──────── Records for this task ────────

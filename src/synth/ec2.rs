//! EC2-origin stack builder.
//!
//! Synthesizes the full resource graph for a distribution fronting a fixed
//! network origin: firewall policy, firewall log sink, shared cache policy,
//! access-log bucket, the distribution itself and its outputs.

use tracing::info;

use crate::config::EnvironmentConfig;
use crate::error::Result;
use crate::template::{
    methods, Bucket, CacheBehavior, CustomOriginConfig, DeletionPolicy, Origin,
    OriginProtocolPolicy, OriginShield, StackTemplate, Token, ALLOWED_METHODS_ALL,
    CACHED_METHODS_GET_HEAD,
};

use super::behavior::{BehaviorComposer, BehaviorPolicies};
use super::distribution::{DistributionComposer, DistributionParts};
use super::firewall::FirewallComposer;

/// Region hosting the Origin Shield cache in front of the network origin.
const ORIGIN_SHIELD_REGION: &str = "ap-northeast-1";

/// Logical id of the single origin.
const ORIGIN_ID: &str = "Origin";

/// Builder for the EC2-origin stack.
#[derive(Debug)]
pub struct Ec2OriginStack<'a> {
    stack_name: String,
    config: &'a EnvironmentConfig,
}

impl<'a> Ec2OriginStack<'a> {
    /// Creates a builder for a stack name and environment configuration.
    #[must_use]
    pub fn new(stack_name: impl Into<String>, config: &'a EnvironmentConfig) -> Self {
        Self {
            stack_name: stack_name.into(),
            config,
        }
    }

    /// Synthesizes the resource graph.
    ///
    /// Straight-line construction: every descriptor is derived from the
    /// configuration in one pass, and nothing is mutated afterwards.
    ///
    /// # Errors
    ///
    /// Returns an error if a logical id or output name collides, which would
    /// indicate a builder bug rather than bad configuration.
    pub fn synthesize(&self) -> Result<StackTemplate> {
        let config = self.config;
        info!("Synthesizing EC2-origin stack: {}", self.stack_name);

        let mut template =
            StackTemplate::new(&self.stack_name).with_description(&config.description);
        let removal = DeletionPolicy::from_removal(config.log_removal);

        // Firewall policy and its log sink.
        template.add_resource("WebACL", &FirewallComposer::compose(config))?;
        template.add_resource_with_policy("WafLogGroup", &FirewallComposer::log_group(config), removal)?;
        template.add_resource(
            "WafLoggingConfig",
            &FirewallComposer::logging_configuration("WebACL", "WafLogGroup"),
        )?;

        // Shared cache policy, named from the stack identifier.
        let cache_policy_name = EnvironmentConfig::cache_policy_name(&self.stack_name);
        template.add_resource(
            "CustomCachePolicy",
            &DistributionComposer::custom_cache_policy(cache_policy_name),
        )?;
        let cache_policy = Token::get_att("CustomCachePolicy", "Id");

        // Access-log bucket.
        template.add_resource_with_policy(
            "LogBucket",
            &Bucket::log_delivery(&config.log_bucket),
            removal,
        )?;

        let origin = Origin {
            id: String::from(ORIGIN_ID),
            domain_name: Token::literal(&config.origin_domain),
            custom_origin_config: Some(CustomOriginConfig {
                origin_protocol_policy: OriginProtocolPolicy::HttpOnly,
            }),
            s3_origin_config: None,
            origin_access_control_id: None,
            origin_shield: Some(OriginShield {
                enabled: true,
                origin_shield_region: String::from(ORIGIN_SHIELD_REGION),
            }),
        };

        let policies = BehaviorPolicies::network_origin();
        let default_behavior = CacheBehavior {
            path_pattern: None,
            target_origin_id: String::from(ORIGIN_ID),
            viewer_protocol_policy: BehaviorComposer::viewer_protocol(config),
            allowed_methods: methods(ALLOWED_METHODS_ALL),
            cached_methods: methods(CACHED_METHODS_GET_HEAD),
            compress: false,
            cache_policy_id: cache_policy.clone(),
            origin_request_policy_id: Some(Token::literal(policies.origin_request_policy)),
            response_headers_policy_id: Some(Token::literal(policies.response_headers_policy)),
        };
        let additional_behaviors =
            BehaviorComposer::compose(config, ORIGIN_ID, &cache_policy, policies);

        let distribution = DistributionComposer::compose(DistributionParts {
            config,
            origins: vec![origin],
            default_behavior,
            additional_behaviors,
            web_acl: Some(Token::get_att("WebACL", "Arn")),
            log_bucket_domain: Token::get_att("LogBucket", "RegionalDomainName"),
        });
        template.add_resource("Distribution", &distribution)?;

        template.add_output(
            "DistributionDomainName",
            "Domain name of the distribution",
            Token::get_att("Distribution", "DomainName"),
        )?;
        template.add_output(
            "WebACLId",
            "Id of the firewall policy",
            Token::get_att("WebACL", "Id"),
        )?;
        template.add_output(
            "OriginDomain",
            "Domain name of the origin",
            Token::literal(&config.origin_domain),
        )?;

        info!(
            "Synthesized {} resource(s) for stack {}",
            template.resource_count(),
            self.stack_name
        );
        Ok(template)
    }
}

────────

### What is needed
In full and without alteration, transcribe the listing above.

### Answer to this task
filename src/synth/ec2.rs
//! EC2-origin stack builder.
//!
//! Synthesizes the full resource graph for a distribution fronting a fixed
//! network origin: firewall policy, firewall log sink, shared cache policy,
//! access-log bucket, the distribution itself and its outputs.

use tracing::info;

use crate::config::EnvironmentConfig;
use crate::error::Result;
use crate::template::{
    methods, Bucket, CacheBehavior, CustomOriginConfig, DeletionPolicy, Origin,
    OriginProtocolPolicy, OriginShield, StackTemplate, Token, ALLOWED_METHODS_ALL,
    CACHED_METHODS_GET_HEAD,
};

use super::behavior::{BehaviorComposer, BehaviorPolicies};
use super::distribution::{DistributionComposer, DistributionParts};
use super::firewall::FirewallComposer;

/// Region hosting the Origin Shield cache in front of the network origin.
const ORIGIN_SHIELD_REGION: &str = "ap-northeast-1";

/// Logical id of the single origin.
const ORIGIN_ID: &str = "Origin";

/// Builder for the EC2-origin stack.
#[derive(Debug)]
pub struct Ec2OriginStack<'a> {
    stack_name: String,
    config: &'a EnvironmentConfig,
}

impl<'a> Ec2OriginStack<'a> {
    /// Creates a builder for a stack name and environment configuration.
    #[must_use]
    pub fn new(stack_name: impl Into<String>, config: &'a EnvironmentConfig) -> Self {
        Self {
            stack_name: stack_name.into(),
            config,
        }
    }

    /// Synthesizes the resource graph.
    ///
    /// Straight-line construction: every descriptor is derived from the
    /// configuration in one pass, and nothing is mutated afterwards.
    ///
    /// # Errors
    ///
    /// Returns an error if a logical id or output name collides, which would
    /// indicate a builder bug rather than bad configuration.
    pub fn synthesize(&self) -> Result<StackTemplate> {
        let config = self.config;
        info!("Synthesizing EC2-origin stack: {}", self.stack_name);

        let mut template =
            StackTemplate::new(&self.stack_name).with_description(&config.description);
        let removal = DeletionPolicy::from_removal(config.log_removal);

        // Firewall policy and its log sink.
        template.add_resource("WebACL", &FirewallComposer::compose(config))?;
        template.add_resource_with_policy("WafLogGroup", &FirewallComposer::log_group(config), removal)?;
        template.add_resource(
            "WafLoggingConfig",
            &FirewallComposer::logging_configuration("WebACL", "WafLogGroup"),
        )?;

        // Shared cache policy, named from the stack identifier.
        let cache_policy_name = EnvironmentConfig::cache_policy_name(&self.stack_name);
        template.add_resource(
            "CustomCachePolicy",
            &DistributionComposer::custom_cache_policy(cache_policy_name),
        )?;
        let cache_policy = Token::get_att("CustomCachePolicy", "Id");

        // Access-log bucket.
        template.add_resource_with_policy(
            "LogBucket",
            &Bucket::log_delivery(&config.log_bucket),
            removal,
        )?;

        let origin = Origin {
            id: String::from(ORIGIN_ID),
            domain_name: Token::literal(&config.origin_domain),
            custom_origin_config: Some(CustomOriginConfig {
                origin_protocol_policy: OriginProtocolPolicy::HttpOnly,
            }),
            s3_origin_config: None,
            origin_access_control_id: None,
            origin_shield: Some(OriginShield {
                enabled: true,
                origin_shield_region: String::from(ORIGIN_SHIELD_REGION),
            }),
        };

        let policies = BehaviorPolicies::network_origin();
        let default_behavior = CacheBehavior {
            path_pattern: None,
            target_origin_id: String::from(ORIGIN_ID),
            viewer_protocol_policy: BehaviorComposer::viewer_protocol(config),
            allowed_methods: methods(ALLOWED_METHODS_ALL),
            cached_methods: methods(CACHED_METHODS_GET_HEAD),
            compress: false,
            cache_policy_id: cache_policy.clone(),
            origin_request_policy_id: Some(Token::literal(policies.origin_request_policy)),
            response_headers_policy_id: Some(Token::literal(policies.response_headers_policy)),
        };
        let additional_behaviors =
            BehaviorComposer::compose(config, ORIGIN_ID, &cache_policy, policies);

        let distribution = DistributionComposer::compose(DistributionParts {
            config,
            origins: vec![origin],
            default_behavior,
            additional_behaviors,
            web_acl: Some(Token::get_att("WebACL", "Arn")),
            log_bucket_domain: Token::get_att("LogBucket", "RegionalDomainName"),
        });
        template.add_resource("Distribution", &distribution)?;

        template.add_output(
            "DistributionDomainName",
            "Domain name of the distribution",
            Token::get_att("Distribution", "DomainName"),
        )?;
        template.add_output(
            "WebACLId",
            "Id of the firewall policy",
            Token::get_att("WebACL", "Id"),
        )?;
        template.add_output(
            "OriginDomain",
            "Domain name of the origin",
            Token::literal(&config.origin_domain),
        )?;

        info!(
            "Synthesized {} resource(s) for stack {}",
            template.resource_count(),
            self.stack_name
        );
        Ok(template)
    }
}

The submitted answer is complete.